Euro Zone Crisis

France plans stake sales to fund public investment

PUBLISHED : Wednesday, 10 July, 2013, 11:08am
UPDATED : Wednesday, 10 July, 2013, 11:08am

France will use further sales of state shares in firms to help finance a new 12 billion euro (HK$119.5 billion) public investment drive, Prime Minister Jean-Marc Ayrault said.

With the economy struggling to eke out growth, Ayrault’s government is eager to keep up investments over the next decade while limiting the impact on the public finances, which it is struggling to bring into line with European Union demands.

“Investment and being serious about the budget go hand-in-hand.

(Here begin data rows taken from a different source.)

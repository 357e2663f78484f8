//! Rectangular field of cells, each empty or holding one animal.

use crate::randomizer::RandomSource;
use eco_core::{AnimalId, Direction, Error, FieldConfig, Location, Result};

/// A bounded (non-wrapping) grid indexed by [`Location`]
#[derive(Debug, Clone)]
pub struct Field {
    depth: i32,
    width: i32,
    cells: Vec<Option<AnimalId>>,
}

impl Field {
    pub fn new(depth: i32, width: i32) -> Self {
        let size = (depth.max(0) as usize) * (width.max(0) as usize);
        Self {
            depth,
            width,
            cells: vec![None; size],
        }
    }

    pub fn from_config(config: &FieldConfig) -> Self {
        Self::new(config.depth, config.width)
    }

    pub fn depth(&self) -> i32 {
        self.depth
    }

    pub fn width(&self) -> i32 {
        self.width
    }

    pub fn contains(&self, loc: Location) -> bool {
        (0..self.depth).contains(&loc.row) && (0..self.width).contains(&loc.col)
    }

    /// Animal at `loc`, if any
    pub fn get_object_at(&self, loc: Location) -> Result<Option<AnimalId>> {
        let index = self.index_of(loc)?;
        Ok(self.cells[index])
    }

    pub fn is_free(&self, loc: Location) -> Result<bool> {
        Ok(self.get_object_at(loc)?.is_none())
    }

    /// Put `id` at `loc`. The animal's previous cell is left to the caller.
    pub fn place(&mut self, id: AnimalId, loc: Location) -> Result<()> {
        let index = self.index_of(loc)?;
        match self.cells[index] {
            Some(occupant) if occupant != id => Err(Error::OccupancyConflict {
                location: loc,
                occupant,
                incoming: id,
            }),
            _ => {
                self.cells[index] = Some(id);
                Ok(())
            }
        }
    }

    pub fn clear(&mut self, loc: Location) -> Result<()> {
        let index = self.index_of(loc)?;
        self.cells[index] = None;
        Ok(())
    }

    pub fn clear_all(&mut self) {
        self.cells.iter_mut().for_each(|cell| *cell = None);
    }

    /// In-bounds neighbours of `loc` in row-major order, `loc` excluded.
    pub fn adjacent_locations(&self, loc: Location) -> Result<Vec<Location>> {
        self.check(loc)?;
        Ok(Direction::all()
            .iter()
            .map(|&d| loc.offset(d))
            .filter(|&n| self.contains(n))
            .collect())
    }

    /// Unoccupied neighbours of `loc`, same order as [`Field::adjacent_locations`].
    ///
    /// This is a snapshot: claiming one of these cells still needs [`Field::place`].
    pub fn free_adjacent_locations(&self, loc: Location) -> Result<Vec<Location>> {
        Ok(self
            .adjacent_locations(loc)?
            .into_iter()
            .filter(|&n| self.cells[self.linear(n)].is_none())
            .collect())
    }

    /// One free neighbour picked uniformly, or `None` when `loc` is surrounded.
    /// Nothing is drawn from `rng` in the surrounded case.
    pub fn free_adjacent_location(
        &self,
        loc: Location,
        rng: &mut impl RandomSource,
    ) -> Result<Option<Location>> {
        let free = self.free_adjacent_locations(loc)?;
        if free.is_empty() {
            return Ok(None);
        }
        let pick = rng.next_below(free.len() as u32) as usize;
        Ok(free.get(pick).copied())
    }

    pub fn occupied_count(&self) -> usize {
        self.cells.iter().filter(|c| c.is_some()).count()
    }

    /// Iterator over all locations
    pub fn locations(&self) -> impl Iterator<Item = Location> + '_ {
        (0..self.cells.len()).map(move |i| self.location_of(i))
    }

    /// Iterator over every cell with its location
    pub fn iter(&self) -> impl Iterator<Item = (Location, Option<AnimalId>)> + '_ {
        self.cells
            .iter()
            .enumerate()
            .map(move |(i, cell)| (self.location_of(i), *cell))
    }

    fn check(&self, loc: Location) -> Result<()> {
        if self.contains(loc) {
            Ok(())
        } else {
            Err(Error::InvalidLocation {
                location: loc,
                depth: self.depth,
                width: self.width,
            })
        }
    }

    fn index_of(&self, loc: Location) -> Result<usize> {
        self.check(loc)?;
        Ok(self.linear(loc))
    }

    fn linear(&self, loc: Location) -> usize {
        (loc.row * self.width + loc.col) as usize
    }

    fn location_of(&self, index: usize) -> Location {
        let row = (index as i32) / self.width;
        let col = (index as i32) % self.width;
        Location::new(row, col)
    }
}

In order to respect the state’s financing strategy, spending under the investment programme will be phased in gradually,” Ayrault said in a speech unveiling the package.

“Revenues from the sale of state stakes will help finance it by actively and responsibly managing (the state’s) assets,” he added.

Most of the package, half of which will target environmentally friendly investments, will not be spent until after 2016, when investments peak under a current, multi-year 35 billion euro (HK$348.6 billion) package.

While the government plans to use further share sales, it will not give up control of companies whose shares it sells, an official in Ayrault’s office said on condition of anonymity.

Insisting that the impact of the investment drive would be minimal on public finances, another official declined to say how much of the total package would be financed by share sales.

“We are not setting that in advance because to have good results from share sales you have to be a bit opportunistic in terms of valuations,” the second official said.

The Socialist government has already booked 2 billion euros by selling shares in aerospace group EADS, defence contractor Safran and airport operator ADP.

In addition to environmentally friendly investments, the rest of the money will go towards research and development as well as health, transport and industrial projects.

The previous conservative government launched a 35 billion euro investment package in 2010. About 28 billion euros have so far been committed, but only 5 billion euros have been spent.

In addition to the 12 billion euros in new money, another 5 billion euros is to be mobilised separately to finance the roll-out of new smart electricity meters.

The new package also does not include 20 billion euros already in the pipeline for investments over the next 10 years in a new high speed Internet network and 4.5 billion euros for hospitals.